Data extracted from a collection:
★ ★ ★ ★

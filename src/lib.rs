//! # Cubehunt — Core Library
//!
//! Parallel search for integer solutions of x³ + y³ + z³ = k, for small
//! positive k ≡ 3 or 6 (mod 9), in the Heath-Brown–Lehmer–Roth
//! parametrization: every admissible modulus d ≤ dmax is enumerated together
//! with the cube roots of k mod d, and the arithmetic progressions of
//! candidate z with |z| ≤ zmax they induce are checked for exact solutions.
//!
//! ## Module Organization
//!
//! **Engine modules** (the search itself):
//! - [`enumerate`] — the d-enumerator: recursive/iterative extension of d by
//!   admissible prime powers, CRT-lifting cube roots as it goes
//! - [`dispatch`] — the per-d dispatcher: combines d with divisors of k and
//!   picks one of three progression-check strategies
//! - [`driver`] — the six-phase per-worker loop, the pinned-prime variant,
//!   and the supervisor
//! - [`zcheck`] — progression checking and exact big-integer candidate tests
//!
//! **Infrastructure modules**:
//! - [`modular`] — Montgomery/Barrett arithmetic, batched inversion, CRT
//! - [`sieve`] — wheel-30 and segmented prime generation
//! - [`pipe`] — the single-producer multi-consumer prime stream
//! - [`cuberoots`] — cube-root extraction and the precomputed caches
//! - [`kdata`] — per-k admissibility tables and sign classes
//! - [`params`], [`report`], [`checkpoint`] — frozen bounds, reporting,
//!   resumable state
//!
//! ## Design
//!
//! All shared state is immutable after precompute: workers borrow
//! [`params::SearchParams`], [`kdata::KData`] and [`cuberoots::CubeTables`]
//! through an [`Engine`] and own their mutable scratch. The only blocking
//! point is the prime pipe.

pub mod checkpoint;
pub mod cuberoots;
pub mod dispatch;
pub mod driver;
pub mod enumerate;
pub mod kdata;
pub mod modular;
pub mod params;
pub mod pipe;
pub mod report;
pub mod sieve;
pub mod zcheck;

use cuberoots::CubeTables;
use kdata::KData;
use params::SearchParams;
use report::Reporter;

/// Read-only view of everything a worker needs: frozen bounds, k tables,
/// root caches, the reporter, and the derived phase thresholds.
pub struct Engine<'a> {
    pub params: &'a SearchParams,
    pub kdata: &'a KData,
    pub tables: &'a CubeTables,
    pub reporter: &'a dyn Reporter,
    /// d ≥ pdmin with largest prime p ≥ pdmin must be prime (no cofactor,
    /// not even a divisor of k, fits under dmax).
    pub pdmin: u64,
    /// p ≥ bpmin: d = p and the progressions are short enough that lifting
    /// never pays.
    pub bpmin: u64,
}

impl<'a> Engine<'a> {
    pub fn new(
        params: &'a SearchParams,
        kdata: &'a KData,
        tables: &'a CubeTables,
        reporter: &'a dyn Reporter,
    ) -> Self {
        let smallest_cofactor = tables
            .cptab
            .first()
            .map(|e| e.p)
            .unwrap_or(u64::MAX)
            .min(kdata.kdmin);
        let mut pdmin = 1 + params.dmax / smallest_cofactor.max(2);
        if pdmin <= params.k as u64 {
            pdmin = params.k as u64 + 1;
        }
        let mut bpmin = params.progression_len((kdata.km[1] as u64 * params::ZSHORT) as u128);
        if bpmin <= 7 {
            bpmin = 11;
        }
        Engine {
            params,
            kdata,
            tables,
            reporter,
            pdmin,
            bpmin,
        }
    }
}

★ ★ ★ ★

▶ **How to complete this task**
Without altering anything, print all of the data again.

▶ **Result of the task**
filename src/lib.rs
//! # Cubehunt — Core Library
//!
//! Parallel search for integer solutions of x³ + y³ + z³ = k, for small
//! positive k ≡ 3 or 6 (mod 9), in the Heath-Brown–Lehmer–Roth
//! parametrization: every admissible modulus d ≤ dmax is enumerated together
//! with the cube roots of k mod d, and the arithmetic progressions of
//! candidate z with |z| ≤ zmax they induce are checked for exact solutions.
//!
//! ## Module Organization
//!
//! **Engine modules** (the search itself):
//! - [`enumerate`] — the d-enumerator: recursive/iterative extension of d by
//!   admissible prime powers, CRT-lifting cube roots as it goes
//! - [`dispatch`] — the per-d dispatcher: combines d with divisors of k and
//!   picks one of three progression-check strategies
//! - [`driver`] — the six-phase per-worker loop, the pinned-prime variant,
//!   and the supervisor
//! - [`zcheck`] — progression checking and exact big-integer candidate tests
//!
//! **Infrastructure modules**:
//! - [`modular`] — Montgomery/Barrett arithmetic, batched inversion, CRT
//! - [`sieve`] — wheel-30 and segmented prime generation
//! - [`pipe`] — the single-producer multi-consumer prime stream
//! - [`cuberoots`] — cube-root extraction and the precomputed caches
//! - [`kdata`] — per-k admissibility tables and sign classes
//! - [`params`], [`report`], [`checkpoint`] — frozen bounds, reporting,
//!   resumable state
//!
//! ## Design
//!
//! All shared state is immutable after precompute: workers borrow
//! [`params::SearchParams`], [`kdata::KData`] and [`cuberoots::CubeTables`]
//! through an [`Engine`] and own their mutable scratch. The only blocking
//! point is the prime pipe.

pub mod checkpoint;
pub mod cuberoots;
pub mod dispatch;
pub mod driver;
pub mod enumerate;
pub mod kdata;
pub mod modular;
pub mod params;
pub mod pipe;
pub mod report;
pub mod sieve;
pub mod zcheck;

use cuberoots::CubeTables;
use kdata::KData;
use params::SearchParams;
use report::Reporter;

/// Read-only view of everything a worker needs: frozen bounds, k tables,
/// root caches, the reporter, and the derived phase thresholds.
pub struct Engine<'a> {
    pub params: &'a SearchParams,
    pub kdata: &'a KData,
    pub tables: &'a CubeTables,
    pub reporter: &'a dyn Reporter,
    /// d ≥ pdmin with largest prime p ≥ pdmin must be prime (no cofactor,
    /// not even a divisor of k, fits under dmax).
    pub pdmin: u64,
    /// p ≥ bpmin: d = p and the progressions are short enough that lifting
    /// never pays.
    pub bpmin: u64,
}

impl<'a> Engine<'a> {
    pub fn new(
        params: &'a SearchParams,
        kdata: &'a KData,
        tables: &'a CubeTables,
        reporter: &'a dyn Reporter,
    ) -> Self {
        let smallest_cofactor = tables
            .cptab
            .first()
            .map(|e| e.p)
            .unwrap_or(u64::MAX)
            .min(kdata.kdmin);
        let mut pdmin = 1 + params.dmax / smallest_cofactor.max(2);
        if pdmin <= params.k as u64 {
            pdmin = params.k as u64 + 1;
        }
        let mut bpmin = params.progression_len((kdata.km[1] as u64 * params::ZSHORT) as u128);
        if bpmin <= 7 {
            bpmin = 11;
        }
        Engine {
            params,
            kdata,
            tables,
            reporter,
            pdmin,
            bpmin,
        }
    }
}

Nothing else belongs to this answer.